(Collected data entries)

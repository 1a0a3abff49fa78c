//! Transactional service-binding sessions.
//!
//! Callers stage contract bindings on a `BindingSession`, commit the batch into
//! a `ComponentRegistry`, and later tear the whole batch down through the
//! returned `BindingsHandle`.

pub mod contract;
pub mod handle;
pub mod logging;
pub mod registry;
pub mod session;
pub mod signature;

pub use contract::{Contract, TypeName};
pub use handle::{BindingsHandle, CommittedBinding, ReleaseError};
pub use logging::{default_log_level, init_logging, logging_status, LoggingConfig};
pub use registry::in_memory::InMemoryRegistry;
pub use registry::{ComponentRegistry, LiveEntryId, RegistrationError, RemovalError};
pub use session::binding::{BindingDeclaration, BindingId, MalformedContractError, StagedBinding};
pub use session::binding_session::{BindingSession, CommitError, CommitFailure};
pub use signature::key::{derive_type_key, is_valid_type_name, TypeKeyError, MAX_SIGNATURE_DEPTH};
pub use signature::parse::SignatureParseError;
pub use signature::type_signature::TypeSignature;

/// Returns the core crate version.
pub fn core_version() -> &'static str {
    env!("CARGO_PKG_VERSION")
}
pub static DESCRIPTIONS: &[&str] = &const {
    let mut result = [""; ADDRESSES.len()];
    let mut index = 0;
    let mut previous_address = 0;
    while index < result.len() {
        let address = ADDRESSES[index];
        if index > 0 && address <= previous_address {
            panic!("ADDRESSES is not sorted (or has duplicate values)!");
        }
        previous_address = address;
        result[index] = match address {
            0x0002 => "When the load is in manual mode: 1 manual on, 0 manual off",
            0x0005 => "1 enable, 0 disable (normal)",
            0x0006 => "1 turn on, 0 turn off; used for temporary tests of the load",
            0x2000 => "Over temperature inside the device",
            0x200C => "1 night, 0 day",
            0x3000 => "PV array rated voltage",
            0x3001 => "PV array rated current",
            0x3002 => "PV array rated power",
            0x3005 => "Rated charging current to battery",
            0x3006 => "Rated charging power to battery",
            0x3008 => "Connect/disconnect, PWM or MPPT",
            0x3100 => "PV array voltage at the charge controller",
            0x3101 => "PV array current at the charge controller",
            0x3102 => "PV array power at the charge controller",
            0x3104 => "Battery voltage",
            0x3105 => "Battery charging current",
            0x3106 => "Battery charging power",
            0x310C => "Load voltage",
            0x310D => "Load current",
            0x310E => "Load power",
            0x3111 => "Temperature inside the case",
            0x3112 => "Heat sink temperature of the power components",
            0x311A => "Percentage of the battery's remaining capacity",
            0x311B => "Battery temperature measured by the remote sensor",
            0x311D => "Current system rated voltage: 1200 represents 12V, 2400 represents 24V",
            0x3200 => "Battery real time state",
            0x3201 => "Charging equipment real time state",
            0x3202 => "Discharging equipment real time state",
            0x3300 | 0x3301 | 0x3302 | 0x3303 => "Refreshed at 00:00 every day",
            0x3304 | 0x330C => "Cleared at 00:00 every day",
            0x3306 | 0x330E => "Cleared on the first day of the month",
            0x3308 | 0x3310 => "Cleared on the 1st of January",
            0x9000 => "Battery make-up: sealed, gel, flooded or user defined",
            0x9001 => "Rated capacity of the battery",
            0x9002 => "Range 0-9",
            0x9013 => {
                "High byte minute, low byte second. Year, month, day, minute and second should \
                 be written simultaneously"
            }
            0x9014 => "High byte day, low byte hour",
            0x9015 => "High byte year, low byte month",
            0x901E => "PV voltage lower than this value is detected as sundown",
            0x901F => {
                "PV voltage below the NTTV for longer than this delay is detected as night time"
            }
            0x9020 => "PV voltage higher than this value is detected as sunrise",
            0x9021 => {
                "PV voltage above the DTTV for longer than this delay is detected as daytime"
            }
            0x903D => "Manual control, light on/off, light on + timer, or time control",
            0x903E => "Length of load output timer 1: high byte hours, low byte minutes",
            0x903F => "Length of load output timer 2: high byte hours, low byte minutes",
            0x9065 => "Default length of the whole night: high byte hours, low byte minutes",
            0x9067 => "0 auto recognize, 1 12V, 2 24V",
            0x9069 => "Selected timing period of the load: 0 one timer, 1 two timers",
            0x906A => "0 off, 1 on",
            0x906B | 0x906C => "Usually 60-120 minutes",
            0x906D => {
                "Usually 20%-80%; the percentage of remaining capacity at which discharging stops"
            }
            0x906E => "Depth of charge, 20%-100%",
            0x9070 => "Voltage compensation or SOC",
            _ => "",
        };
        index += 1;
    }
    result
};
#[cfg(test)]
mod tests {
    use super::*;

    #[test]
    fn pairs_combine_with_the_trailing_pair_most_significant() {
        assert_eq!(combine_words(&[0x01, 0x02, 0x03, 0x04]).unwrap(), (0x0304 << 16) | 0x0102);
        assert_eq!(combine_words(&[0x12, 0x34]).unwrap(), 0x1234);
        assert_eq!(combine_words(&[]).unwrap(), 0);
    }

    #[test]
    fn odd_length_payload_is_a_decode_error() {
        assert_eq!(combine_words(&[0x01, 0x02, 0x03]), Err(DecodeError::OddPayload(3)));
    }

    #[test]
    fn scaled_quantities_divide_by_their_scale() {
        let readings = Decoder::Volts.decode(0x331A, 1284, Some(100)).unwrap();
        assert_eq!(
            readings,
            vec![Reading { address: 0x331A, unit: "volts", value: Value::Number(12.84) }]
        );
    }

    #[test]
    fn absent_scale_passes_the_raw_value_through() {
        let readings = Decoder::Percent.decode(0x311A, 87, None).unwrap();
        assert_eq!(readings[0].value, Value::Integer(87));
        let readings = Decoder::AmpHours.decode(0x9001, 200, None).unwrap();
        assert_eq!(readings[0].value, Value::Integer(200));
    }

    #[test]
    fn every_charging_mode_code_maps_to_its_label() {
        let labels = ["Connect/Disconnect", "PWM", "MPPT"];
        for (code, expected) in labels.into_iter().enumerate() {
            let readings = Decoder::ChargingMode.decode(0x3008, code as u64, None).unwrap();
            assert_eq!(readings[0].value, Value::Label(expected));
        }
    }

    #[test]
    fn unknown_battery_type_code_names_the_value() {
        let error = Decoder::BatteryType.decode(0x9000, 0x04, None).unwrap_err();
        assert_eq!(
            error,
            DecodeError::UnknownCode { address: 0x9000, field: "battery type", value: 0x04 }
        );
    }

    #[test]
    fn unknown_charging_mode_code_is_rejected() {
        let error = Decoder::ChargingMode.decode(0x3008, 0x03, None).unwrap_err();
        assert!(matches!(error, DecodeError::UnknownCode { value: 0x03, .. }));
    }

    #[test]
    fn byte_pair_registers_split_into_two_readings() {
        let readings = Decoder::HourMinute.decode(0x903E, 0x0A1E, None).unwrap();
        assert_eq!(
            readings,
            vec![
                Reading { address: 0x903E, unit: "hour", value: Value::Integer(10) },
                Reading { address: 0x903E, unit: "minute", value: Value::Integer(30) },
            ]
        );
    }

    #[test]
    fn flags_render_their_domain_labels() {
        let night = Decoder::DayNight.decode(0x200C, 1, None).unwrap();
        assert_eq!(night[0].value, Value::Label("Night"));
        let day = Decoder::DayNight.decode(0x200C, 0, None).unwrap();
        assert_eq!(day[0].value, Value::Label("Day"));
        let on = Decoder::LoadSwitch.decode(0x0006, 1, None).unwrap();
        assert_eq!(on[0].value, Value::Label("On"));
    }

    #[test]
    fn battery_status_splits_into_its_documented_fields() {
        // D15 set, D8 set, temperature high (D7-D4 = 1), voltage under (D3-D0 = 2).
        let readings = Decoder::BatteryStatus.decode(0x3200, 0b1000_0001_0001_0010, None).unwrap();
        assert_eq!(
            readings,
            vec![
                Reading {
                    address: 0x3200,
                    unit: "battery voltage status",
                    value: Value::Label("Under volt"),
                },
                Reading {
                    address: 0x3200,
                    unit: "battery temperature status",
                    value: Value::Label("Higher than warning settings"),
                },
                Reading {
                    address: 0x3200,
                    unit: "battery inner resistance abnormal",
                    value: Value::Flag(true),
                },
                Reading {
                    address: 0x3200,
                    unit: "wrong rated voltage identification",
                    value: Value::Flag(true),
                },
            ]
        );
    }

    #[test]
    fn battery_status_rejects_an_unknown_voltage_state() {
        let error = Decoder::BatteryStatus.decode(0x3200, 0x0005, None).unwrap_err();
        assert_eq!(
            error,
            DecodeError::UnknownCode {
                address: 0x3200,
                field: "battery voltage status",
                value: 0x05,
            }
        );
    }

    #[test]
    fn charging_status_exercises_true_and_false_bits() {
        // Input volt high (D15-D14 = 2), rated load (D13-D12 = 2), short
        // circuit (D11) and running (D0) set, everything else clear.
        let raw = (0b10 << 14) | (0b10 << 12) | (1 << 11) | 1;
        let readings = Decoder::ChargingStatus.decode(0x3201, raw, None).unwrap();
        assert_eq!(readings.len(), 12);
        assert_eq!(readings[0].value, Value::Label("High"));
        assert_eq!(readings[1].value, Value::Label("Rated"));
        let by_unit = |unit: &str| readings.iter().find(|r| r.unit == unit).unwrap().value;
        assert_eq!(by_unit("short circuit"), Value::Flag(true));
        assert_eq!(by_unit("running"), Value::Flag(true));
        assert_eq!(by_unit("fault"), Value::Flag(false));
        assert_eq!(by_unit("boost overpressure"), Value::Flag(false));
    }

    #[test]
    fn discharging_status_ignores_the_reserved_bits() {
        // Bits 5 and 6 set; they are undocumented and must not surface.
        let raw = (1 << 6) | (1 << 5) | (0b10 << 2) | 1;
        let readings = Decoder::DischargingStatus.decode(0x3202, raw, None).unwrap();
        assert_eq!(readings.len(), 12);
        let by_unit = |unit: &str| readings.iter().find(|r| r.unit == unit).unwrap().value;
        assert_eq!(by_unit("charging stage"), Value::Label("Boost"));
        assert_eq!(by_unit("running"), Value::Flag(true));
        assert_eq!(by_unit("fault"), Value::Flag(false));
        assert!(readings.iter().all(|r| r.address == 0x3202));
    }

    #[test]
    fn thirty_two_bit_counters_stay_unsigned() {
        let raw = combine_words(&[0xFF, 0xFF, 0xFF, 0xFF]).unwrap();
        let readings = Decoder::KilowattHours.decode(0x330A, raw, Some(100)).unwrap();
        assert_eq!(readings[0].value, Value::Number(u32::MAX as f64 / 100.0));
    }
}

» **Instructions for the task**
Your reply should consist solely of the number of lines above that contain the word "whole".

» **Answer to this task**
2